** Task item **
Search the records for the word "MissingPayload". Copy every line where it appears.

** Data records **
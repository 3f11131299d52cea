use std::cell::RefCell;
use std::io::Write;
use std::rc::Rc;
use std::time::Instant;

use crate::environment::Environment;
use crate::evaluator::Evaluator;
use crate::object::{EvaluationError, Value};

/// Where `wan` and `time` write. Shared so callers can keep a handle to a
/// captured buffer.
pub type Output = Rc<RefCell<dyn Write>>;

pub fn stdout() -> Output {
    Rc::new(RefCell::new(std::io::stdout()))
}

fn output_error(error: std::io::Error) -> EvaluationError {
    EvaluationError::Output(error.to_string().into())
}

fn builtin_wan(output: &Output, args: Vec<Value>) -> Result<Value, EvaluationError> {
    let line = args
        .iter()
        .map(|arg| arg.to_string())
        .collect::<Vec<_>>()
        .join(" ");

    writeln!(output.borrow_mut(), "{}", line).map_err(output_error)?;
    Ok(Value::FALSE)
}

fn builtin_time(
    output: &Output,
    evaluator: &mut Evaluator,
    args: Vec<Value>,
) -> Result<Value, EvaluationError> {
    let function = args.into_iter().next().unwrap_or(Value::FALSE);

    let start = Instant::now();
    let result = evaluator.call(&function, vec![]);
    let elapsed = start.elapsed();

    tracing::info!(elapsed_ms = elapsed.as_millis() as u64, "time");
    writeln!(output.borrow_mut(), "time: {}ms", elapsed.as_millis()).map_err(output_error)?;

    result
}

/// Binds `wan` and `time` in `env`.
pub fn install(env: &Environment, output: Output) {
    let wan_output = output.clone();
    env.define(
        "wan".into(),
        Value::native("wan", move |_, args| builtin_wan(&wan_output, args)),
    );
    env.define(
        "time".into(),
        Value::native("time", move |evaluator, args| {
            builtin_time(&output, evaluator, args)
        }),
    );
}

--

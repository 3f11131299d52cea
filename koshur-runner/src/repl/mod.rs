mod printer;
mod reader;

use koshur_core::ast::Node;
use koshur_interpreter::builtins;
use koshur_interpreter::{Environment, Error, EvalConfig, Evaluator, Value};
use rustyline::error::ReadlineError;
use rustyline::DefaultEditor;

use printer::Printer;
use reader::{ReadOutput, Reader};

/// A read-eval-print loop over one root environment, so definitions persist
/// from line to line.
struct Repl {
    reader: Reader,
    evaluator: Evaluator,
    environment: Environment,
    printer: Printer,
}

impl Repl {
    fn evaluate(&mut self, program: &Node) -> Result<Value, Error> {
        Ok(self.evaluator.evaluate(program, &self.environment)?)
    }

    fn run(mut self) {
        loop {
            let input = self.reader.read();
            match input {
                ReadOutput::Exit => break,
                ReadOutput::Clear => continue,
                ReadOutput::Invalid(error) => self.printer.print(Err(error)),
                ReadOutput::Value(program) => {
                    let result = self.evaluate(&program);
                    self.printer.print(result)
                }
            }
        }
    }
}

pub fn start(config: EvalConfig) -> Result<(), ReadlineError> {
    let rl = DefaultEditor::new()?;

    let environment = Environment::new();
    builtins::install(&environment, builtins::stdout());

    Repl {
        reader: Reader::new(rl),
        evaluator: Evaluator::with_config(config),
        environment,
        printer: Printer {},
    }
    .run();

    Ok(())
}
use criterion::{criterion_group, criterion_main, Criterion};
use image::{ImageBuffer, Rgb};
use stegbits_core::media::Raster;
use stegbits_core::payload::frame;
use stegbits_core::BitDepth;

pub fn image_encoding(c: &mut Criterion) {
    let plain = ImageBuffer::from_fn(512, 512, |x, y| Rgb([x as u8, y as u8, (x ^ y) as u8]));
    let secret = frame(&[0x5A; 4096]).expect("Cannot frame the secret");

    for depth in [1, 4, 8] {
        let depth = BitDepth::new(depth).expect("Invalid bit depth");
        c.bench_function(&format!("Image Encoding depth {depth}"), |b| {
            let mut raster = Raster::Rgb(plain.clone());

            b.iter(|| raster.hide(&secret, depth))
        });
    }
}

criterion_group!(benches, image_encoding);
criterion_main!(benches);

--

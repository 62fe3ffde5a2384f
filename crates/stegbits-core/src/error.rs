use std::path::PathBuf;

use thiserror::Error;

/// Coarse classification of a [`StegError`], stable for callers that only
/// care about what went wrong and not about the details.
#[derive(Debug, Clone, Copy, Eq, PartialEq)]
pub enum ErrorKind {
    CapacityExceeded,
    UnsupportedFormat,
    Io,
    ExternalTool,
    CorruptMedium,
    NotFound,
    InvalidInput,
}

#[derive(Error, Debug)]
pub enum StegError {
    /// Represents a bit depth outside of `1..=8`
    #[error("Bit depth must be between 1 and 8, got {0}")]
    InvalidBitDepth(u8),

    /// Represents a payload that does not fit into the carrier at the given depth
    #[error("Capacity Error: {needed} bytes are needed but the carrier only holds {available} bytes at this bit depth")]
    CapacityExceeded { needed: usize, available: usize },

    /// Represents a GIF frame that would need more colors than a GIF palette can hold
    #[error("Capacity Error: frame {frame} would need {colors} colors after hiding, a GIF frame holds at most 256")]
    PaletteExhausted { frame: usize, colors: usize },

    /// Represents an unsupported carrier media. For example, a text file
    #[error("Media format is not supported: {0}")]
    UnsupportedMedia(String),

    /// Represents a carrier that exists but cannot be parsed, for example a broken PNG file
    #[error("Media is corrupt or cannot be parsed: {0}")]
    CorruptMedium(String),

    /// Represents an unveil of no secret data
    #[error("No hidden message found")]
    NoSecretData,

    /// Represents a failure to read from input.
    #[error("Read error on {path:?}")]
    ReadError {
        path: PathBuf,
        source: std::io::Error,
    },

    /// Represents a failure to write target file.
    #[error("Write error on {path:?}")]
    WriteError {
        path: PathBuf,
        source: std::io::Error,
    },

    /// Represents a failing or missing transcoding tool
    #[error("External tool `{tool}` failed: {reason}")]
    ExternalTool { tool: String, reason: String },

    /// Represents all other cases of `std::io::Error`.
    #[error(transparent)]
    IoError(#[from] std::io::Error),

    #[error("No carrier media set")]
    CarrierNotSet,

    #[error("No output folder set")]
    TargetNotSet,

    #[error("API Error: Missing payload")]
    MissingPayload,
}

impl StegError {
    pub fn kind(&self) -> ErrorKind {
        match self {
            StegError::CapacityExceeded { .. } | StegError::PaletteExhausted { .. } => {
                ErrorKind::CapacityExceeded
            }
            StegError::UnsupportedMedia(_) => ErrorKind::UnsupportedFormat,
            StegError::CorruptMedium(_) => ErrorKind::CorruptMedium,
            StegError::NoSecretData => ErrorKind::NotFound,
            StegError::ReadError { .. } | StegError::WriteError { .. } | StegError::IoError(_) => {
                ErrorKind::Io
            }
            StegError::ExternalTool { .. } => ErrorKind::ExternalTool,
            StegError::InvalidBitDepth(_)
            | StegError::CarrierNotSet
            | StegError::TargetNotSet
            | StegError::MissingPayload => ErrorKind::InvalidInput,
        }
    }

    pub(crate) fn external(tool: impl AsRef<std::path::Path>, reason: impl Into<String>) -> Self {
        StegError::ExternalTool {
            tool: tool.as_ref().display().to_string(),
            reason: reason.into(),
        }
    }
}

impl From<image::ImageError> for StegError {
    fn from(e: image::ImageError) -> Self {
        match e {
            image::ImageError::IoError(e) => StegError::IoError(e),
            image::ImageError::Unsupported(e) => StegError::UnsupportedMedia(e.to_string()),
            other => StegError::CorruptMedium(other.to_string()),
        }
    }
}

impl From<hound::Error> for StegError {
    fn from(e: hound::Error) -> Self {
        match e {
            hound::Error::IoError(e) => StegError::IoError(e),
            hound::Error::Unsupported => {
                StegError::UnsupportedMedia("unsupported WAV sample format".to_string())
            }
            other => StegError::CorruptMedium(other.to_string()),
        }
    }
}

** Solution to this exercise **
    MissingPayload,
            | StegError::MissingPayload => ErrorKind::InvalidInput,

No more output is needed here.